16. 16. The pump of any preceding claim, further comprising at least one seal provided at the circumference of the compression member, so as to substantially prevent gas from escaping between the compression member and the pump body.
17. 17. The pump of claim 16, wherein the seal is formed from at least one of ceramics, polyolefins and fluoroelastomers.
18. 18. The pump of any preceding claim, wherein the linear actuator and the compression member are in a sealed environment, such that no air can enter the pump chamber if the seal between the compression member and the pump body fails, and optionally the sealed environment is differentially pumped.
19. 19. The pump of any preceding claims, wherein the pump is arranged to pump hyperpolarised gas from a sub-atmospheric pressure to atmospheric pressure or above.
20. 20. The pump of claim 19, wherein the sub atmospheric pressure is between about 0.1-100.0 mbar (0.01 kPa to 10.0 kPa).
21. 21. The pump of any preceding claim, wherein the pump is configured to withstand baking at a temperature of at least 250 degrees Celsius.
22. 22. An apparatus for preparing and pumping hyperpolarised gas, the apparatus comprising a source of polarisable gas, an optical pump cell and the pump according to any preceding claim, wherein the pump is arranged to pump the hyperpolarised gas out of the optical pump cell or any ancillary chambers.

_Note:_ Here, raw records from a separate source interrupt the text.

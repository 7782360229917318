//! Salted password hashing for stored accounts.

use argon2::{
    Argon2,
    password_hash::{PasswordHash, PasswordHasher, PasswordVerifier, SaltString, rand_core::OsRng},
};

use crate::repository::StorageError;

/// Hash a password into a PHC string with a fresh random salt.
///
/// # Errors
///
/// Returns `StorageError::Serialization` if hashing fails.
pub fn hash_password(password: &str) -> Result<String, StorageError> {
    let salt = SaltString::generate(&mut OsRng);
    Argon2::default()
        .hash_password(password.as_bytes(), &salt)
        .map(|hash| hash.to_string())
        .map_err(|e| StorageError::Serialization(e.to_string()))
}

/// Check a password against a stored PHC string. Malformed hashes never match.
#[must_use]
pub fn verify_password(password: &str, stored_hash: &str) -> bool {
    let Ok(parsed) = PasswordHash::new(stored_hash) else {
        return false;
    };
    Argon2::default()
        .verify_password(password.as_bytes(), &parsed)
        .is_ok()
}

#[cfg(test)]
mod tests {
    use super::*;

    #[test]
    fn hash_verifies_only_the_original_password() {
        let hash = hash_password("password123").unwrap();
        assert!(hash.starts_with("$argon2"));
        assert!(verify_password("password123", &hash));
        assert!(!verify_password("password124", &hash));
    }

    #[test]
    fn same_password_gets_different_salts() {
        let a = hash_password("secret1").unwrap();
        let b = hash_password("secret1").unwrap();
        assert_ne!(a, b);
    }

    #[test]
    fn plaintext_is_not_a_valid_hash() {
        assert!(!verify_password("password123", "password123"));
    }
}
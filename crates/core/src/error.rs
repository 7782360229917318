use thiserror::Error;

use crate::model::{ExamResultError, ProfileError, QuestionError, UserError};
use crate::session::{RulesError, SessionError};

#[derive(Debug, Error)]
pub enum Error {
    #[error(transparent)]
    Question(#[from] QuestionError),
    #[error(transparent)]
    Profile(#[from] ProfileError),
    #[error(transparent)]
    User(#[from] UserError),
    #[error(transparent)]
    Rules(#[from] RulesError),
    #[error(transparent)]
    Session(#[from] SessionError),
    #[error(transparent)]
    Result(#[from] ExamResultError),
}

23. 23. The apparatus according to claim 22, wherein two or more pumps are connected to form a multistage pump.
24. 24. The apparatus according to claim 22 or 23, wherein the apparatus is further arranged for carrying out in vivo imaging, spectroscopy or other biomedical applications.
25. 25. A method of pumping hyperpolarised gases using the pump of any of claims 1 to 21, the method comprising: using the non-magnetic linear drive of the pump to move the compression member in the axial direction within the pump body to reduce the volume of the pump chamber on the compression stroke and increase the volume of the pump chamber on the intake stroke; opening the inlet valve with the inlet actuator to selectively allow the hyperpolarised gas in to the pump chamber through the inlet valve when the compression member is performing an intake stroke; and opening the outlet valve with the outlet actuator to selectively allow the hyperpolarised gas out of the pump chamber through the outlet valve when the compression member is performing a compression stroke.
26. 26. The method of claim 25, wherein the outlet valve is opened on the compression stroke when the pressure in the pump chamber is substantially equal to the outlet pressure and closed when the compression member reaches the cylinder head.
27. 27. The method of claim 25 or 26, wherein the inlet valve is opened on the intake stroke when the pressure in the pump chamber is substantially equal to the inlet pressure, and closed when the compression member reaches its lowest position.